> _Work to be completed_
Search through the entries for the word "remove" and copy every line that has it.

.....

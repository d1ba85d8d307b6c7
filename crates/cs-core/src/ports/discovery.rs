use crate::module::ModuleCandidate;

/// Source of module candidates - the fixed namespace scanned at
/// startup and on manual reload.
///
/// # Behavior
/// - Re-runs must be deterministic: the same units in the same order.
/// - A unit that fails to load is still reported, carrying the
///   failure in its capability shape, so the registry can log the
///   precise validation reason.
pub trait ModuleDiscoveryPort: Send + Sync {
    fn discover(&self) -> Vec<ModuleCandidate>;
}
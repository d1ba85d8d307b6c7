use thiserror::Error;

#[derive(Debug, Error)]
pub enum PauseSignalError {
    #[error("failed to update pause marker: {0}")]
    Io(String),
}

/// External on/off signal consulted by the detector loop.
///
/// # Behavior
/// - `is_paused()` must re-check the durable signal on every call;
///   implementations never cache the state. Toggling therefore takes
///   effect within one tick interval with no thread teardown.
/// - `toggle()` must create or remove the marker atomically.
pub trait PauseSignalPort: Send + Sync {
    fn is_paused(&self) -> bool;

    /// Flip the signal; returns the new paused state.
    fn toggle(&self) -> Result<bool, PauseSignalError>;
}
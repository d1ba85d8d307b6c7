//! Native pasteboard change counter.
//!
//! macOS exposes `NSPasteboard.changeCount`, a counter the system
//! bumps on every clipboard write; comparing it is cheaper than
//! reading content. Other platforms have no portable equivalent, so
//! `try_new()` yields `None` there and the detector runs the
//! content-hash polling strategy instead.

#[cfg(target_os = "macos")]
mod imp {
    use objc::runtime::Object;
    use objc::{class, msg_send, sel, sel_impl};

    use cs_core::errors::DetectionError;
    use cs_core::ports::ChangeCounterPort;

    pub struct NativeChangeCounter;

    impl NativeChangeCounter {
        pub fn try_new() -> Option<Self> {
            Some(Self)
        }
    }

    impl ChangeCounterPort for NativeChangeCounter {
        fn change_count(&self) -> Result<u64, DetectionError> {
            unsafe {
                let pasteboard: *mut Object = msg_send![class!(NSPasteboard), generalPasteboard];
                if pasteboard.is_null() {
                    return Err(DetectionError::CounterUnavailable(
                        "NSPasteboard.generalPasteboard returned nil".to_string(),
                    ));
                }
                let count: i64 = msg_send![pasteboard, changeCount];
                Ok(count as u64)
            }
        }
    }
}

#[cfg(not(target_os = "macos"))]
mod imp {
    use cs_core::errors::DetectionError;
    use cs_core::ports::ChangeCounterPort;

    pub struct NativeChangeCounter;

    impl NativeChangeCounter {
        pub fn try_new() -> Option<Self> {
            None
        }
    }

    impl ChangeCounterPort for NativeChangeCounter {
        fn change_count(&self) -> Result<u64, DetectionError> {
            Err(DetectionError::CounterUnavailable(
                "no native change counter on this platform".to_string(),
            ))
        }
    }
}

pub use imp::NativeChangeCounter;
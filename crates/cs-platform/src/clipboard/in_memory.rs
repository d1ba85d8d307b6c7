//! In-memory clipboard adapter.
//!
//! Used by tests and by headless wiring where no display server is
//! available. Behaves like a single-slot text clipboard.

use anyhow::Result;
use async_trait::async_trait;
use std::sync::Mutex;

use cs_core::ports::SystemClipboardPort;

#[derive(Default)]
pub struct InMemoryClipboard {
    content: Mutex<Option<String>>,
}

impl InMemoryClipboard {
    pub fn new() -> Self {
        Self::default()
    }

    pub fn with_text(text: impl Into<String>) -> Self {
        Self {
            content: Mutex::new(Some(text.into())),
        }
    }

    /// Synchronous write for test setup, bypassing the port.
    pub fn set_text(&self, text: impl Into<String>) {
        *self.content.lock().unwrap() = Some(text.into());
    }

    pub fn current(&self) -> Option<String> {
        self.content.lock().unwrap().clone()
    }
}

#[async_trait]
impl SystemClipboardPort for InMemoryClipboard {
    async fn read_text(&self) -> Result<Option<String>> {
        Ok(self.content.lock().unwrap().clone())
    }

    async fn write_text(&self, text: &str) -> Result<()> {
        *self.content.lock().unwrap() = Some(text.to_string());
        Ok(())
    }
}
//! Process-wide endpoint registry (C5): a map from `(scheme,host,port)` to
//! endpoint state, shared across every `LoadBalanced` route that references
//! the endpoint. Built on `concread`'s concurrent map so readers never block
//! writers and vice versa.

use std::collections::HashSet;
use std::sync::Arc;
use std::time::Instant;

use concread::hashmap::HashMap as ConcHashMap;

use crate::route::EndpointDescriptor;

use super::state::EndpointState;

pub struct EndpointRegistry {
    entries: ConcHashMap<EndpointDescriptor, Arc<EndpointState>>,
    absence: ConcHashMap<EndpointDescriptor, u32>,
    process_start: Instant,
    gc_after: u32,
}

impl EndpointRegistry {
    /// `gc_after` is how many consecutive table builds an endpoint may be
    /// absent from before its state is evicted (spec.md §4.4 lifecycle).
    pub fn new(gc_after: u32) -> Self {
        Self {
            entries: ConcHashMap::new(),
            absence: ConcHashMap::new(),
            process_start: Instant::now(),
            gc_after,
        }
    }

    /// Returns the existing state for `endpoint`, or creates and registers
    /// one. Table compilation calls this for every endpoint a route
    /// references so counters survive across table swaps.
    pub fn get_or_create(&self, endpoint: &EndpointDescriptor) -> Arc<EndpointState> {
        if let Some(state) = self.get(endpoint) {
            return state;
        }

        let mut write = self.entries.write();
        if let Some(state) = write.get(endpoint) {
            let state = state.clone();
            write.commit();
            return state;
        }
        let state = Arc::new(EndpointState::new(self.process_start));
        state.mark_first_seen(Instant::now());
        write.insert(endpoint.clone(), state.clone());
        write.commit();
        state
    }

    pub fn get(&self, endpoint: &EndpointDescriptor) -> Option<Arc<EndpointState>> {
        self.entries.read().get(endpoint).cloned()
    }

    /// All currently-registered endpoint states, for the passive health
    /// checker's periodic sweep.
    pub fn snapshot(&self) -> Vec<Arc<EndpointState>> {
        self.entries.read().iter().map(|(_, v)| v.clone()).collect()
    }

    /// Same as [`Self::snapshot`], paired with each endpoint's identity -
    /// the admin metrics surface renders these per endpoint.
    pub fn snapshot_with_descriptor(&self) -> Vec<(EndpointDescriptor, Arc<EndpointState>)> {
        self.entries
            .read()
            .iter()
            .map(|(k, v)| (k.clone(), v.clone()))
            .collect()
    }

    /// Called once per table publication with the set of endpoints the new
    /// table still references; bumps the absence counter for everything
    /// else and evicts entries absent for `gc_after` consecutive builds.
    pub fn sweep(&self, live: &HashSet<EndpointDescriptor>) {
        let known: Vec<EndpointDescriptor> = {
            let read = self.entries.read();
            read.iter().map(|(key, _)| key.clone()).collect()
        };

        let mut absence = self.absence.write();
        let mut entries = self.entries.write();
        for key in known {
            if live.contains(&key) {
                absence.remove(&key);
                continue;
            }
            let count = absence.get(&key).copied().unwrap_or(0) + 1;
            if count >= self.gc_after {
                entries.remove(&key);
                absence.remove(&key);
            } else {
                absence.insert(key, count);
            }
        }
        absence.commit();
        entries.commit();
    }
}

#[cfg(test)]
mod tests {
    use super::*;
    use crate::route::EndpointScheme;

    fn ep(host: &str) -> EndpointDescriptor {
        EndpointDescriptor {
            scheme: EndpointScheme::Http,
            host: host.to_string(),
            port: 80,
        }
    }

    #[test]
    fn get_or_create_is_stable() {
        let registry = EndpointRegistry::new(3);
        let a = registry.get_or_create(&ep("a.test"));
        let b = registry.get_or_create(&ep("a.test"));
        assert!(Arc::ptr_eq(&a, &b));
    }

    #[test]
    fn sweep_evicts_after_gc_after_absences() {
        let registry = EndpointRegistry::new(2);
        registry.get_or_create(&ep("a.test"));

        let empty = HashSet::new();
        registry.sweep(&empty);
        assert!(registry.get(&ep("a.test")).is_some());

        registry.sweep(&empty);
        assert!(registry.get(&ep("a.test")).is_none());
    }

    #[test]
    fn sweep_keeps_live_endpoints() {
        let registry = EndpointRegistry::new(1);
        let target = ep("a.test");
        registry.get_or_create(&target);

        let mut live = HashSet::new();
        live.insert(target.clone());
        registry.sweep(&live);
        registry.sweep(&live);
        assert!(registry.get(&target).is_some());
    }
}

.....

> _Answer_
/// - `toggle()` must create or remove the marker atomically.
                absence.remove(&key);
                entries.remove(&key);
                absence.remove(&key);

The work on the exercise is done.